What troubled me is that even though the alert came up, it looked like Avast was still allowing the web page to load. I terminated the page from loading by pressing the back button on my browser, but I am now wondering if I have been infected?
Is this how the web shield is supposed to work, or is it supposed to stop pages that are infected from loading?
The reason the ‘rest’ of the page loaded is that the main page isn’t infected, but the file being detected css.js is being dropped when avast aborts the connection to download to your browser cache and load it.
So the web shield does it job by aborting the connection for infected elements of a page and not the whole site/page.

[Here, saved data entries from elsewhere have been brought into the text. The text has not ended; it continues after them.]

use alloc::string::String;

use crate::Reflect;
use crate::info::ScalarKind;

// -----------------------------------------------------------------------------
// Scalar

/// A borrowed primitive value, widened to 64 bits.
#[derive(Debug, Clone, Copy, PartialEq)]
pub enum ScalarRef<'a> {
    Bool(bool),
    Int(i64),
    Uint(u64),
    F32(f32),
    F64(f64),
    Str(&'a str),
}

/// An owned primitive value, ready to be stored into a [`Scalar`].
#[derive(Debug, Clone, PartialEq)]
pub enum ScalarValue {
    Bool(bool),
    Int(i64),
    Uint(u64),
    F32(f32),
    F64(f64),
    Str(String),
}

/// A trait used to power primitive operations via reflection.
///
/// Implemented for `bool`, every integer and float type and `String`.
pub trait Scalar: Reflect {
    fn scalar_kind(&self) -> ScalarKind;

    fn scalar_ref(&self) -> ScalarRef<'_>;

    /// Store `value` if its variant matches the kind and it fits the width,
    /// otherwise return it back.
    fn store(&mut self, value: ScalarValue) -> Result<(), ScalarValue>;
}
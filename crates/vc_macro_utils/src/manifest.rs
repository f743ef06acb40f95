use std::collections::BTreeMap;
use std::env;
use std::path::{Path, PathBuf};
use std::sync::{PoisonError, RwLock};
use std::time::SystemTime;

use toml_edit::{Document, Item, Table};

/// Locate an accessible [`syn::Path`] for another crate as seen from the
/// caller's Cargo.toml.
///
/// Generated code must name the mapper crate by a path that resolves in the
/// crate invoking the derive, which may depend on `vc_mapper` directly or
/// only on the `vc_data` facade.
///
/// # Example
///
/// ```rust
/// # use vc_macro_utils::Manifest;
/// let p: syn::Path = Manifest::shared(|m| m.get_crate_path("vc_mapper"));
/// ```
///
/// Reading the manifest is not cheap, call it once per proc-macro invocation.
///
/// # Resolution rules
///
/// 1. If the requested crate is listed in `dependencies`, return `::crate_name`.
/// 2. If the requested crate name begins with `vc_` and the target crate depends
///    on the facade `vc_data`, return `::vc_data::short_name`
///    (e.g. `vc_mapper` -> `::vc_data::mapper`).
/// 3. Repeat step 1-2 in `dev-dependencies`.
/// 4. Otherwise, fall back to the absolute path `::crate_name`.
///
/// ## Note
///
/// Inside `vc_mapper` itself the fallback `::vc_mapper` is used, the crate root
/// declares `extern crate self as vc_mapper;` so that it resolves to `crate`.
#[derive(Debug)]
pub struct Manifest {
    pub manifest: Document<Box<str>>,
    pub modified_time: SystemTime,
}

/// The facade package re-exporting the `vc_*` crates by short name.
const FACADE_NAME: &str = "vc_data";
const CRATE_PREFIX: &str = "vc_";

impl Manifest {
    // Try get `Cargo.toml` path.
    #[inline(never)]
    fn get_manifest_path() -> PathBuf {
        env::var_os("CARGO_MANIFEST_DIR")
            .map(|path| {
                let mut path = PathBuf::from(path);
                path.push("Cargo.toml");
                assert!(
                    path.exists(),
                    "Cargo manifest does not exist at path {}",
                    path.display(),
                );
                path
            })
            .expect("CARGO_MANIFEST_DIR should be auto-defined by cargo.")
    }

    // Try get `Cargo.toml` modified time.
    #[inline(never)]
    fn get_manifest_modified_time(
        cargo_manifest_path: &Path,
    ) -> Result<SystemTime, std::io::Error> {
        std::fs::metadata(cargo_manifest_path).and_then(|metadata| metadata.modified())
    }

    #[inline(never)]
    fn read_manifest(path: &Path) -> Document<Box<str>> {
        let manifest = std::fs::read_to_string(path)
            .unwrap_or_else(|_| panic!("Unable to read cargo manifest: {}", path.display()))
            .into_boxed_str();
        Document::parse(manifest)
            .unwrap_or_else(|_| panic!("Failed to parse cargo manifest: {}", path.display()))
    }

    // Attempt to parse the provided path as a syntax tree node.
    #[inline]
    fn parse_str<T: syn::parse::Parse>(path: &str) -> T {
        syn::parse_str(path).unwrap()
    }

    fn find_in_deps(deps: &Table, name: &str) -> Option<syn::Path> {
        if deps.contains_key(name) {
            return Some(Self::parse_str(&format!("::{name}")));
        }

        let module = name.strip_prefix(CRATE_PREFIX)?;
        if !deps.contains_key(FACADE_NAME) {
            return None;
        }
        let mut path = Self::parse_str::<syn::Path>(&format!("::{FACADE_NAME}"));
        path.segments.push(Self::parse_str(module));
        Some(path)
    }

    /// Return a [`syn::Path`] for the package named `name` as resolved from this
    /// crate's Cargo.toml. See the top-level documentation for the resolution
    /// order and examples.
    #[inline(never)]
    pub fn get_crate_path(&self, name: &str) -> syn::Path {
        if let Some(Item::Table(deps)) = self.manifest.get("dependencies")
            && let Some(val) = Self::find_in_deps(deps, name)
        {
            return val;
        }

        if let Some(Item::Table(deps)) = self.manifest.get("dev-dependencies")
            && let Some(val) = Self::find_in_deps(deps, name)
        {
            return val;
        }

        Self::parse_str(&format!("::{name}"))
    }

    /// Obtain the [Manifest] of the caller's Cargo.toml.
    ///
    /// This function reads and caches the caller's `Cargo.toml`. Parsing the
    /// manifest and acquiring the global cache lock are relatively expensive for
    /// proc-macros, so callers should invoke [`Manifest::shared`] sparingly (typically
    /// once per macro invocation) and cache the returned [`syn::Path`] where possible.
    pub fn shared<R>(func: impl FnOnce(&Self) -> R) -> R {
        static MANIFESTS: RwLock<BTreeMap<PathBuf, Manifest>> = RwLock::new(BTreeMap::new());

        let manifest_path = Self::get_manifest_path();
        let modified_time = Self::get_manifest_modified_time(&manifest_path)
            .expect("The Cargo.toml should have a modified time.");

        let manifests = MANIFESTS.read().unwrap_or_else(PoisonError::into_inner);

        if let Some(manifest) = manifests.get(&manifest_path)
            && manifest.modified_time == modified_time
        {
            return func(manifest);
        }

        drop(manifests);

        let manifest = Manifest {
            manifest: Self::read_manifest(&manifest_path),
            modified_time,
        };

        let result = func(&manifest);

        MANIFESTS
            .write()
            .unwrap_or_else(PoisonError::into_inner)
            .insert(manifest_path, manifest);

        result
    }
}

#[cfg(test)]
mod tests {
    use toml_edit::{Document, Item};

    use super::Manifest;

    fn resolve(manifest: &str, name: &str) -> Option<Vec<String>> {
        let manifest = Document::parse(Box::<str>::from(manifest)).unwrap();
        let Some(Item::Table(deps)) = manifest.get("dependencies") else {
            return None;
        };
        let path = Manifest::find_in_deps(deps, name)?;
        Some(path.segments.iter().map(|s| s.ident.to_string()).collect())
    }

    #[test]
    fn direct_dependency() {
        let manifest = "[dependencies]\nvc_mapper = \"0.0.1\"\nvc_data = \"0.0.1\"\n";
        assert_eq!(resolve(manifest, "vc_mapper").unwrap(), ["vc_mapper"]);
    }

    #[test]
    fn through_facade() {
        let manifest = "[dependencies]\nvc_data = \"0.0.1\"\n";
        assert_eq!(resolve(manifest, "vc_mapper").unwrap(), ["vc_data", "mapper"]);
        assert_eq!(resolve(manifest, "serde"), None);
    }

    #[test]
    fn missing() {
        let manifest = "[dependencies]\nlog = \"0.4\"\n";
        assert_eq!(resolve(manifest, "vc_mapper"), None);
    }
}
use alloc::boxed::Box;
use core::any::TypeId;
use core::fmt;

use crate::Reflect;

// -----------------------------------------------------------------------------
// TypePath

/// A static accessor to type paths and names.
///
/// - `type_path`: Full name, a fixed and unique identifier for the type,
///   e.g. `alloc::vec::Vec<i32>`. Used as the marker of encoded records.
/// - `type_name`: The name without module path, may be duplicated, e.g. `Vec<i32>`.
///
/// Usually implemented by `#[derive(Reflect)]`.
pub trait TypePath: 'static {
    fn type_path() -> &'static str;

    fn type_name() -> &'static str;
}

// -----------------------------------------------------------------------------
// Type

/// The identity of a reflected type: [`TypeId`], type path and zero constructor.
#[derive(Clone, Copy)]
pub struct Type {
    id: TypeId,
    path: &'static str,
    name: &'static str,
    zero: fn() -> Box<dyn Reflect>,
}

fn zero_of<T: Reflect + Default>() -> Box<dyn Reflect> {
    Box::new(T::default())
}

impl Type {
    /// Create the [`Type`] of `T`.
    #[inline]
    pub fn of<T: TypePath + Reflect + Default>() -> Self {
        Self {
            id: TypeId::of::<T>(),
            path: T::type_path(),
            name: T::type_name(),
            zero: zero_of::<T>,
        }
    }

    #[inline(always)]
    pub fn id(&self) -> TypeId {
        self.id
    }

    #[inline(always)]
    pub fn path(&self) -> &'static str {
        self.path
    }

    #[inline(always)]
    pub fn name(&self) -> &'static str {
        self.name
    }

    /// Create a fresh zero value of this type.
    #[inline]
    pub fn zero(&self) -> Box<dyn Reflect> {
        (self.zero)()
    }

    /// Check if the type is `T`.
    #[inline]
    pub fn is<T: 'static>(&self) -> bool {
        self.id == TypeId::of::<T>()
    }
}

impl PartialEq for Type {
    #[inline]
    fn eq(&self, other: &Self) -> bool {
        self.id == other.id
    }
}

impl Eq for Type {}

impl fmt::Debug for Type {
    fn fmt(&self, f: &mut fmt::Formatter<'_>) -> fmt::Result {
        f.write_str(self.path)
    }
}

Not many are detecting it, but it is most certainly a malicious file, having looked at it, css files usually have .css extension http://www.fileinfo.com/extension/css, so this .js file masquerading as a css file for me was suspect from the start before examining it.
Good, so I would have been able to surf that site without fear of infection. I wasn’t too sure how it worked. I know that some programs will block access to an infected site.
I ran a thorough scan with Avast and Malware Bytes. Came up clean on both.
I wouldn’t say “so I would have been able to surf that site without fear of infection” as who is to say what other suspect items might be there, but you shouldn’t have suffered from this encounter.